Bastrop, Texas, still sees hope seven months after fire – USATODAY.com on day true story



BASTROP, Texas& –& The four-story pine trees that once crowded her front lawn have been reduced to charred stumps, and her neighbors' homes down the road are blackened rubble.

Even so, Katherine Vermillion says she will rebuild in the same 2½-acre tract of wooded land where she has lived the past two decades and where a historic fire raged through seven months ago.

"Two years from now, this will be green again," says Vermillion, 64, a retired municipal worker living in a federally assigned trailer after the fire took her home. "It'll make it."

Residents of this town 30 miles east of Austin are in the slow, steady process of rebuilding homes and businesses in the wake of the Bastrop Complex Fire in September — even under the prospect that another fire could someday ravage the area.

The fire — actually three fires that converged in this area — was the costliest and most destructive blaze in Texas history and the third most destructive in the U.S., according to the Texas Forest Service. The fire devoured 32,400 acres and destroyed nearly 1,700 homes and businesses, forcing 5,000 residents to evacuate. The previous state record was set in April 2011, when a fire west of Dallas destroyed 168 homes, according to the agency.

"It certainly was the most destructive we've ever seen," says Tom Spencer, a department head with the Texas Forest Service. "The intensity, the spread, the size — all of that was very overpowering."

Texas firefighters have fought larger fires, but usually in the vast, unpopulated areas of West Texas, he says. Such a large, fast fire in a populated area such as Bastrop, home to thousands of tall pines that burn quickly in fires, created a uniquely dire situation, Spencer says. Texas lawmakers are considering rules that would regulate development in areas where fires are prevalent, he says.

"Whenever you have vegetation that will burn near where people live, it's a concern," Spencer says.

Sacrifice the trees

In Bastrop today, stretches of homes west of Bastrop State Park remain in clumped, charred ruins. Cars are abandoned and dusted with white ash.

Other nearby neighborhoods are busy with backhoes clearing out debris and construction crews raising wooden frames on new homes.

The home of Terry and Molly Tomlin burned to the ground, the fire consuming everything from the company Nissan to the couple's antique Coca-Cola memorabilia collection. On a recent afternoon, work crews were finishing completion of a new three-bedroom, two-bath home on the same site of the ruined one.

There was never a question to rebuild, Molly Tomlin says. One difference: They cleared all the trees from around the home which could be potential fuel for fires.

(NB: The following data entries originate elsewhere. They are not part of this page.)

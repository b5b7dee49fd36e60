//! SQLite storage bootstrap and schema migration entry points.
//!
//! # Responsibility
//! - Open and configure SQLite connections for the task core.
//! - Apply schema migrations in deterministic order.
//!
//! # Invariants
//! - Migration version is tracked via `PRAGMA user_version`.
//! - Task data must not be read or written before migrations succeed.

use std::error::Error;
use std::fmt::{Display, Formatter};

pub mod migrations;
mod open;

pub use open::{open_db, open_db_in_memory};

pub type DbResult<T> = Result<T, DbError>;

#[derive(Debug)]
pub enum DbError {
    Sqlite(rusqlite::Error),
    UnsupportedSchemaVersion {
        db_version: u32,
        latest_supported: u32,
    },
}

impl Display for DbError {
    fn fmt(&self, f: &mut Formatter<'_>) -> std::fmt::Result {
        match self {
            Self::Sqlite(err) => write!(f, "{err}"),
            Self::UnsupportedSchemaVersion {
                db_version,
                latest_supported,
            } => write!(
                f,
                "database schema version {db_version} is newer than supported {latest_supported}"
            ),
        }
    }
}

impl Error for DbError {
    fn source(&self) -> Option<&(dyn Error + 'static)> {
        match self {
            Self::Sqlite(err) => Some(err),
            Self::UnsupportedSchemaVersion { .. } => None,
        }
    }
}

impl From<rusqlite::Error> for DbError {
    fn from(value: rusqlite::Error) -> Self {
        Self::Sqlite(value)
    }
}
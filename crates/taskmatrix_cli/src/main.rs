//! CLI smoke entry point.
//!
//! # Responsibility
//! - Provide a minimal executable to verify `taskmatrix_core` linkage.
//! - Keep output deterministic for quick local sanity checks.

fn main() {
    println!("taskmatrix_core ping={}", taskmatrix_core::ping());
    println!("taskmatrix_core version={}", taskmatrix_core::core_version());
}
//! Eisenhower evaluation payload and quadrant classification.
//!
//! # Responsibility
//! - Carry the caller-supplied urgent/important payload through storage.
//! - Map an evaluation payload onto exactly one of four quadrants.
//!
//! # Invariants
//! - Classification is a pure function of `isUrgent`/`isImportant`.
//! - Missing or non-boolean flags default to `false`.
//! - An undecodable stored payload stays present but is never classified.

use serde::{Serialize, Serializer};
use serde_json::Value;

/// One of the four mutually exclusive Eisenhower categories.
#[derive(Debug, Clone, Copy, PartialEq, Eq, Hash, Serialize)]
#[serde(rename_all = "snake_case")]
pub enum Quadrant {
    UrgentImportant,
    ImportantNotUrgent,
    UrgentNotImportant,
    NotUrgentNotImportant,
}

impl Quadrant {
    /// Classifies an evaluation payload by its `isUrgent`/`isImportant` flags.
    ///
    /// Extra caller-defined fields in the payload are ignored. Flags that are
    /// missing or not booleans count as `false`.
    pub fn classify(evaluation: &Value) -> Self {
        let is_urgent = flag(evaluation, "isUrgent");
        let is_important = flag(evaluation, "isImportant");

        match (is_urgent, is_important) {
            (true, true) => Self::UrgentImportant,
            (false, true) => Self::ImportantNotUrgent,
            (true, false) => Self::UrgentNotImportant,
            (false, false) => Self::NotUrgentNotImportant,
        }
    }

    /// Stable label used in stats payloads.
    pub fn as_str(self) -> &'static str {
        match self {
            Self::UrgentImportant => "urgent_important",
            Self::ImportantNotUrgent => "important_not_urgent",
            Self::UrgentNotImportant => "urgent_not_important",
            Self::NotUrgentNotImportant => "not_urgent_not_important",
        }
    }
}

fn flag(evaluation: &Value, key: &str) -> bool {
    evaluation.get(key).and_then(Value::as_bool).unwrap_or(false)
}

/// Storage-facing state of a task's Eisenhower evaluation.
///
/// `Undecodable` carries the raw stored text verbatim so that an unrelated
/// update of the same task does not destroy or "repair" a corrupt payload.
/// Such a payload still counts as evaluated for stats but contributes to no
/// quadrant.
#[derive(Debug, Clone, PartialEq, Default)]
pub enum EvaluationState {
    /// Task has not been classified yet.
    #[default]
    Absent,
    /// A structurally valid JSON payload.
    Valid(Value),
    /// Stored text that failed to decode as JSON.
    Undecodable(String),
}

impl EvaluationState {
    /// Builds the state from the raw stored column value.
    pub fn from_stored(text: Option<String>) -> Self {
        match text {
            None => Self::Absent,
            Some(raw) => match serde_json::from_str(&raw) {
                Ok(value) => Self::Valid(value),
                Err(_) => Self::Undecodable(raw),
            },
        }
    }

    /// Returns the payload when it is present and valid.
    pub fn as_value(&self) -> Option<&Value> {
        match self {
            Self::Valid(value) => Some(value),
            _ => None,
        }
    }

    /// Returns the quadrant for a valid payload, `None` otherwise.
    pub fn quadrant(&self) -> Option<Quadrant> {
        self.as_value().map(Quadrant::classify)
    }

    /// Whether a payload is stored at all, valid or not.
    pub fn is_present(&self) -> bool {
        !matches!(self, Self::Absent)
    }

    /// Serde helper: only valid payloads appear in serialized task records.
    pub fn is_hidden(&self) -> bool {
        self.as_value().is_none()
    }
}

impl Serialize for EvaluationState {
    fn serialize<S: Serializer>(&self, serializer: S) -> Result<S::Ok, S::Error> {
        match self.as_value() {
            Some(value) => value.serialize(serializer),
            None => serializer.serialize_none(),
        }
    }
}

/// Truthiness of a JSON value, mirroring the update contract where a falsy
/// `eisenhowerEvaluation` clears the stored evaluation.
pub fn is_falsy(value: &Value) -> bool {
    match value {
        Value::Null => true,
        Value::Bool(flag) => !flag,
        Value::Number(number) => number.as_f64() == Some(0.0),
        Value::String(text) => text.is_empty(),
        Value::Array(items) => items.is_empty(),
        Value::Object(entries) => entries.is_empty(),
    }
}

"We like the trees," she says. "Unfortunately we had to give that up."

By Eric Gay, AP

Homes destroyed by wildfire are seen Sept. 7 in Bastrop, Texas.

The September blaze cost $360 million in damage and generated nearly 2,000 insurance claims, says Mark Hanna, a spokesman with the Insurance Council of Texas, a trade association.

About 90% of the destroyed structures were insured, and the majority of those claims have been settled, he says.

Unlike recent hurricanes in Texas, where there's ongoing debate over whether the damage to a home was caused by floodwaters or wind, fire-destroyed homes are easier to pay out, Hanna says.

"With fire, there's no question: It was a wildfire that destroyed the home," he says.

As residents rebuild, city leaders are urging them to clear away branches and other debris in front of homes that may fuel a repeat fire, Bastrop Mayor Terry Orr says.

Most residents are returning, but none wants to see a repeat of September, he says. Residents lost wedding albums, children's photos, and other items insurance companies can't replace, he says. "It burned up peoples' money, burned up their lives, burned up their memories," Orr says. "It was devastating."

'Couldn't even cry'

The fire ignited on the afternoon of Sept. 4 as thousands settled into a sunny Labor Day weekend, says Karen Ridenour, a specialist with the Texas Forest Service who is compiling a case study on the fire. One of the worst droughts in state history and winds from nearby Tropical Storm Lee in the Gulf of Mexico combined to create dangerous fire conditions, she says.

The blaze, believed to have started when downed trees snapped a power line, created a 16-mile-long front line and galloped at 5 miles per hour, speeding through treetops and jumping state roads, Ridenour says. It took 250 firefighters from around the country and 160 firetrucks and other equipment three days to contain the fire, she says. As the fires approached, teams of local law enforcement officers went house-to-house urging residents to flee.

"It was so devastating, my wife and I couldn't even cry," said John Chopcinski, 58, who evacuated with only a bag of blood pressure medication and a change of clothes. He returned to find his home and belongings a charred ruin. "We just sat there in awe."

States such as California have building codes, known as Wildfire Urban Interface Codes, that impose safety standards and restrict development in fire-prone areas, Ridenour says. Similar codes in Texas could help prevent a repeat of the Bastrop blaze, she says. "As long as we don't have codes like that, we're going to continue to see these fires."